### [Assigned task]
An exact copy of all the entries below is what this task needs.

"""

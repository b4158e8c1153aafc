//! Log setup. stdout belongs to the hook payload, so logs go to stderr and
//! to `turnguard.log` in the state directory.

use std::fs::{self, File, OpenOptions};
use std::path::Path;
use std::sync::Mutex;

use tracing_subscriber::{fmt, prelude::*, EnvFilter};

pub const ENV_LOG: &str = "TURNGUARD_LOG";

pub fn init(log_path: &Path, verbose: bool) {
    let filter = EnvFilter::new(directive(verbose, std::env::var(ENV_LOG).ok()));

    let file_layer = open_log_file(log_path).map(|file| {
        fmt::layer()
            .with_writer(Mutex::new(file))
            .with_ansi(false)
            .with_target(false)
    });

    // a second init (tests) keeps the first subscriber
    let _ = tracing_subscriber::registry()
        .with(filter)
        .with(fmt::layer().with_writer(std::io::stderr).with_target(false))
        .with(file_layer)
        .try_init();
}

fn directive(verbose: bool, from_env: Option<String>) -> String {
    if verbose {
        return "debug".to_string();
    }
    from_env
        .filter(|v| !v.trim().is_empty())
        .unwrap_or_else(|| "info".to_string())
}

fn open_log_file(path: &Path) -> Option<File> {
    if let Some(parent) = path.parent() {
        fs::create_dir_all(parent).ok()?;
    }
    OpenOptions::new().create(true).append(true).open(path).ok()
}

"""

### [Result of this exercise]
repository b4158e8c1153aafc
//! Log setup. stdout belongs to the hook payload, so logs go to stderr and
//! to `turnguard.log` in the state directory.

use std::fs::{self, File, OpenOptions};
use std::path::Path;
use std::sync::Mutex;

use tracing_subscriber::{fmt, prelude::*, EnvFilter};

pub const ENV_LOG: &str = "TURNGUARD_LOG";

pub fn init(log_path: &Path, verbose: bool) {
    let filter = EnvFilter::new(directive(verbose, std::env::var(ENV_LOG).ok()));

    let file_layer = open_log_file(log_path).map(|file| {
        fmt::layer()
            .with_writer(Mutex::new(file))
            .with_ansi(false)
            .with_target(false)
    });

    // a second init (tests) keeps the first subscriber
    let _ = tracing_subscriber::registry()
        .with(filter)
        .with(fmt::layer().with_writer(std::io::stderr).with_target(false))
        .with(file_layer)
        .try_init();
}

fn directive(verbose: bool, from_env: Option<String>) -> String {
    if verbose {
        return "debug".to_string();
    }
    from_env
        .filter(|v| !v.trim().is_empty())
        .unwrap_or_else(|| "info".to_string())
}

fn open_log_file(path: &Path) -> Option<File> {
    if let Some(parent) = path.parent() {
        fs::create_dir_all(parent).ok()?;
    }
    OpenOptions::new().create(true).append(true).open(path).ok()
}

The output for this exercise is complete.